## Task directions:
Lines before the one containing "let q: LoginQuery" are left out; output the rest of the data exactly, through the final line.

(Dataset entries)

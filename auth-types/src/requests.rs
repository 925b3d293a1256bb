/*
 * Copyright 2025 Security Union LLC
 *
 * Licensed under either of
 *
 * * Apache License, Version 2.0
 *   (http://www.apache.org/licenses/LICENSE-2.0)
 * * MIT license
 *   (http://opensource.org/licenses/MIT)
 *
 * at your option.
 */

//! Request types for the auth REST API.
//!
//! These types define the shape of request bodies and query parameters.
//! They are used by both the server (for deserialization) and clients
//! (for serialization).

use serde::{Deserialize, Serialize};

/// Request body for `POST /api/v1/tokens`.
#[derive(Debug, Serialize, Deserialize, Clone)]
pub struct CreateTokenRequest {
    /// Free-form label shown in token listings (e.g. "laptop", "discord-bot").
    pub device_name: String,

    /// Requested scopes. Empty means the default set for the caller's role.
    #[serde(default)]
    pub scopes: Vec<String>,

    /// Lifetime in seconds. Server default applies when omitted.
    #[serde(default)]
    pub expires_in_secs: Option<i64>,
}

/// Query parameters for `GET /auth/{provider}/login`.
#[derive(Debug, Serialize, Deserialize, Clone, Default)]
pub struct LoginQuery {
    /// Where to send the browser after a successful login.
    #[serde(rename = "returnTo", default)]
    pub return_to: Option<String>,
}

/// Query parameters delivered by the identity provider to `GET /auth/callback`.
#[derive(Debug, Serialize, Deserialize, Clone)]
pub struct CallbackQuery {
    pub state: String,
    pub code: String,
}

#[cfg(test)]
mod tests {
    use super::*;

    #[test]
    fn create_token_request_defaults() {
        let req: CreateTokenRequest = serde_json::from_str(r#"{"device_name":"cli"}"#).unwrap();
        assert_eq!(req.device_name, "cli");
        assert!(req.scopes.is_empty());
        assert!(req.expires_in_secs.is_none());
    }

    #[test]
    fn login_query_reads_camel_case_return_to() {
        let q: LoginQuery = serde_json::from_str(r#"{"returnTo":"/wiki"}"#).unwrap();
        assert_eq!(q.return_to.as_deref(), Some("/wiki"));
    }
}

## Finished task:
        let q: LoginQuery = serde_json::from_str(r#"{"returnTo":"/wiki"}"#).unwrap();
        assert_eq!(q.return_to.as_deref(), Some("/wiki"));
    }
}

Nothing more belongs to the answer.